Actually we know for certain that Durrell did not write two pages of 
Caesar's Vast Ghost.  How much of the rest he did write, I do not know. 
  I certainly have no preconceived view about that.  But if one finds 
out that Durrell is not entirely the author of Caesar's Vast Ghost, and 
that he is not entirely the author of Prospero's Cell (which I am 
accepting from Richard Pine but will check myself), and when one reads 
Bill Godshalk's academic article about 'borrowings' in the Alexandria 
Quartet, then questions arise.  I am not particularly objecting to this 
practice of Durrell's, but I am interested in identifying it, and I am 
also interested in understanding why it happens.  Biography requires a 
spirit of inquiry.


On Friday, June 1, 2007, at 10:43  pm, Marc Piel wrote:

> We do not know either how much he did not write!!!!!
> let us be a little balanced in this!!!!
> Michael, to my regret, I am beginning to wonder
> how you can pretend to write a biography of LD. It
> appears that you have preconceived ideas, that are
> not compatible with a non biased opinion! Surely a
> biographer must be neutral!!!
> Marc Piel
> Michael Haag wrote:
>> This begs the question of who wrote the book and why it is being read.

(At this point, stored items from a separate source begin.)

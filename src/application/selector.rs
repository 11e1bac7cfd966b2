use crate::domain::charity::Charity;
use crate::domain::donation::CharitySelection;
use crate::domain::ports::{CharityStore, CharityStoreBox};
use crate::error::{DonationError, Result};
use rand::rngs::StdRng;
use rand::{Rng, SeedableRng};
use tokio::sync::Mutex;

/// Resolves a [`CharitySelection`] to a single charity record.
///
/// Random selection is uniform over the charities currently in the store.
/// The RNG is owned here rather than by the store so tests can inject a
/// seeded one and make the pick reproducible.
pub struct CharitySelector {
    store: CharityStoreBox,
    rng: Mutex<StdRng>,
}

impl CharitySelector {
    pub fn new(store: CharityStoreBox) -> Self {
        Self::with_rng(store, StdRng::from_entropy())
    }

    pub fn with_rng(store: CharityStoreBox, rng: StdRng) -> Self {
        Self {
            store,
            rng: Mutex::new(rng),
        }
    }

    /// Read-only resolution; fails with `InvalidCharity` when the id is
    /// absent or, for random selection, when no charities exist at all.
    pub async fn select(&self, selection: &CharitySelection) -> Result<Charity> {
        match selection {
            CharitySelection::Id(id) => self
                .store
                .find_by_id(*id)
                .await?
                .ok_or(DonationError::InvalidCharity),
            CharitySelection::Random => {
                let mut charities = self.store.all().await?;
                if charities.is_empty() {
                    return Err(DonationError::InvalidCharity);
                }
                let index = self.rng.lock().await.gen_range(0..charities.len());
                Ok(charities.swap_remove(index))
            }
        }
    }
}
use crate::error::{DonationError, Result};
use serde::{Deserialize, Serialize};
use std::fmt;

/// An exact count of minor currency units (e.g. satang, cents).
///
/// This is a wrapper around `u64` to keep all monetary arithmetic on
/// integers; decimals only exist at the parsing boundary.
#[derive(
    Debug, Clone, Copy, PartialEq, Eq, PartialOrd, Ord, Default, Serialize, Deserialize,
)]
pub struct MinorUnits(u64);

impl MinorUnits {
    pub const ZERO: Self = Self(0);

    pub const fn new(value: u64) -> Self {
        Self(value)
    }

    pub const fn get(self) -> u64 {
        self.0
    }

    pub const fn is_zero(self) -> bool {
        self.0 == 0
    }

    /// Adds two amounts, returning `None` on overflow of the running total.
    pub const fn checked_add(self, rhs: Self) -> Option<Self> {
        match self.0.checked_add(rhs.0) {
            Some(sum) => Some(Self(sum)),
            None => None,
        }
    }
}

impl fmt::Display for MinorUnits {
    fn fmt(&self, f: &mut fmt::Formatter<'_>) -> fmt::Result {
        self.0.fmt(f)
    }
}

/// A beneficiary entity. Created administratively; its `total` is only ever
/// mutated through the ledger's atomic credit operation and never decreases.
#[derive(Debug, Serialize, Deserialize, PartialEq, Eq, Clone)]
pub struct Charity {
    pub id: u32,
    pub name: String,
    #[serde(default)]
    pub total: MinorUnits,
}

impl Charity {
    pub fn new(id: u32, name: impl Into<String>) -> Result<Self> {
        let name = name.into();
        if name.trim().is_empty() {
            return Err(DonationError::Validation(
                "charity name must not be empty".to_string(),
            ));
        }
        Ok(Self {
            id,
            name,
            total: MinorUnits::ZERO,
        })
    }
}
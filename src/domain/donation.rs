use crate::domain::charity::MinorUnits;
use serde::Deserialize;
use std::str::FromStr;
use thiserror::Error;

#[derive(Error, Debug, PartialEq, Eq)]
#[error("charity selector must be a numeric id or \"random\"")]
pub struct ParseSelectionError;

/// How the donor picked a beneficiary: an explicit id, or the sentinel
/// asking the system to choose one uniformly at random.
#[derive(Debug, Deserialize, PartialEq, Eq, Clone, Copy)]
#[serde(try_from = "String")]
pub enum CharitySelection {
    Id(u32),
    Random,
}

impl FromStr for CharitySelection {
    type Err = ParseSelectionError;

    fn from_str(s: &str) -> Result<Self, Self::Err> {
        let s = s.trim();
        if s.eq_ignore_ascii_case("random") {
            return Ok(Self::Random);
        }
        s.parse::<u32>().map(Self::Id).map_err(|_| ParseSelectionError)
    }
}

impl TryFrom<String> for CharitySelection {
    type Error = ParseSelectionError;

    fn try_from(value: String) -> Result<Self, Self::Error> {
        value.parse()
    }
}

/// A single donation attempt as it arrives from the outside. The amount is
/// kept raw until the normalizer has ruled on it. Never persisted.
#[derive(Debug, Deserialize, PartialEq, Clone)]
pub struct DonationRequest {
    pub amount: String,
    pub token: String,
    pub charity: CharitySelection,
}

/// Proof of a completed donation, returned for observability: the charged
/// amount and the charity's post-credit total.
#[derive(Debug, PartialEq, Eq, Clone)]
pub struct DonationReceipt {
    pub charity_id: u32,
    pub charity_name: String,
    pub amount: MinorUnits,
    pub new_total: MinorUnits,
}
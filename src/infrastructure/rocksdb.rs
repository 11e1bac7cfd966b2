use crate::domain::charity::{Charity, MinorUnits};
use crate::domain::ports::{CharityStore, CreditLedger};
use crate::error::{DonationError, Result};
use async_trait::async_trait;
use rocksdb::{ColumnFamilyDescriptor, DB, Options};
use std::collections::HashMap;
use std::path::Path;
use std::sync::Arc;
use tokio::sync::{Mutex, RwLock};

/// Column Family for storing charity records.
pub const CF_CHARITIES: &str = "charities";

/// A persistent charity registry and ledger backed by RocksDB.
///
/// Rows are JSON-encoded `Charity` values keyed by big-endian id. Crediting
/// takes an in-process per-charity lock around the load-add-store cycle, so
/// concurrent credits through the same store never lose updates. `Clone`
/// shares the underlying `Arc<DB>` and the lock table.
#[derive(Clone)]
pub struct RocksDbCharityStore {
    db: Arc<DB>,
    locks: Arc<RwLock<HashMap<u32, Arc<Mutex<()>>>>>,
}

impl RocksDbCharityStore {
    /// Opens or creates a RocksDB instance at the specified path, ensuring
    /// the charities column family exists.
    pub fn open<P: AsRef<Path>>(path: P) -> Result<Self> {
        let mut opts = Options::default();
        opts.create_if_missing(true);
        opts.create_missing_column_families(true);

        let cf_charities = ColumnFamilyDescriptor::new(CF_CHARITIES, Options::default());
        let db = DB::open_cf_descriptors(&opts, path, vec![cf_charities])?;

        Ok(Self {
            db: Arc::new(db),
            locks: Arc::new(RwLock::new(HashMap::new())),
        })
    }

    fn cf(&self) -> Result<&rocksdb::ColumnFamily> {
        self.db
            .cf_handle(CF_CHARITIES)
            .ok_or_else(|| DonationError::Storage("charities column family not found".to_string()))
    }

    fn load(&self, id: u32) -> Result<Option<Charity>> {
        let cf = self.cf()?;
        match self.db.get_cf(cf, id.to_be_bytes())? {
            Some(bytes) => {
                let charity = serde_json::from_slice(&bytes).map_err(|e| {
                    DonationError::Storage(format!("failed to deserialize charity: {e}"))
                })?;
                Ok(Some(charity))
            }
            None => Ok(None),
        }
    }

    fn put(&self, charity: &Charity) -> Result<()> {
        let cf = self.cf()?;
        let value = serde_json::to_vec(charity)
            .map_err(|e| DonationError::Storage(format!("failed to serialize charity: {e}")))?;
        self.db.put_cf(cf, charity.id.to_be_bytes(), value)?;
        Ok(())
    }

    async fn row_lock(&self, id: u32) -> Arc<Mutex<()>> {
        {
            let locks = self.locks.read().await;
            if let Some(lock) = locks.get(&id) {
                return lock.clone();
            }
        }
        let mut locks = self.locks.write().await;
        locks.entry(id).or_default().clone()
    }
}

#[async_trait]
impl CharityStore for RocksDbCharityStore {
    async fn insert(&self, charity: Charity) -> Result<()> {
        if self.load(charity.id)?.is_some() {
            return Err(DonationError::Validation(format!(
                "charity {} already exists",
                charity.id
            )));
        }
        self.put(&charity)
    }

    async fn find_by_id(&self, id: u32) -> Result<Option<Charity>> {
        self.load(id)
    }

    async fn all(&self) -> Result<Vec<Charity>> {
        let cf = self.cf()?;
        let mut charities = Vec::new();
        for item in self.db.iterator_cf(cf, rocksdb::IteratorMode::Start) {
            let (_key, value) = item?;
            let charity: Charity = serde_json::from_slice(&value).map_err(|e| {
                DonationError::Storage(format!("failed to deserialize charity: {e}"))
            })?;
            charities.push(charity);
        }
        Ok(charities)
    }
}

#[async_trait]
impl CreditLedger for RocksDbCharityStore {
    async fn credit(&self, charity_id: u32, amount: MinorUnits) -> Result<MinorUnits> {
        if amount.is_zero() {
            return Err(DonationError::Ledger(
                "credit amount must be positive".to_string(),
            ));
        }

        let lock = self.row_lock(charity_id).await;
        let _guard = lock.lock().await;

        // Reload under the lock; the stored row is authoritative.
        let mut charity = self
            .load(charity_id)?
            .ok_or_else(|| DonationError::Ledger(format!("unknown charity {charity_id}")))?;
        let new_total = charity
            .total
            .checked_add(amount)
            .ok_or_else(|| DonationError::Ledger("charity total overflow".to_string()))?;
        charity.total = new_total;
        self.put(&charity)?;
        Ok(new_total)
    }
}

>> Leaving aside textual criticism, there is the simple matter of the
>> reader buying a book which he thinks is by Lawrence Durrell.  As
>> Richard Pine himself wrote in his review of Caesar's Vast Ghost which
>> appeared in  Deus Loci in 1992, this is 'a beautiful book ... which
>> will entrance and engage the general reader: for avid Durrellians it 
>> is
>> a powerful restatement of many of his recurring themes. ... It touches
>> all his previous work'.  And yet we do not know how much of Caesar's
>> Vast Ghost Durrell actually wrote.
>> :Michael
>> On Friday, June 1, 2007, at 09:45  pm, Durrell School of Corfu wrote:
>>> As M H will know, (I'm sure) LD was, in ill-health, very much helped
>>> by Mary
>>> Byrne (is this in MacNiven? I dont have a copy to hand) in editing 
>>> his
>>> CVG
>>> text into something that Fabers would accept. Most authors accept 
>>> such
>>> help.
>>> I dont think the book requires too much textual criticism - just read
>>> it for
>>> its great text! - how much textual criticism is 'too much'?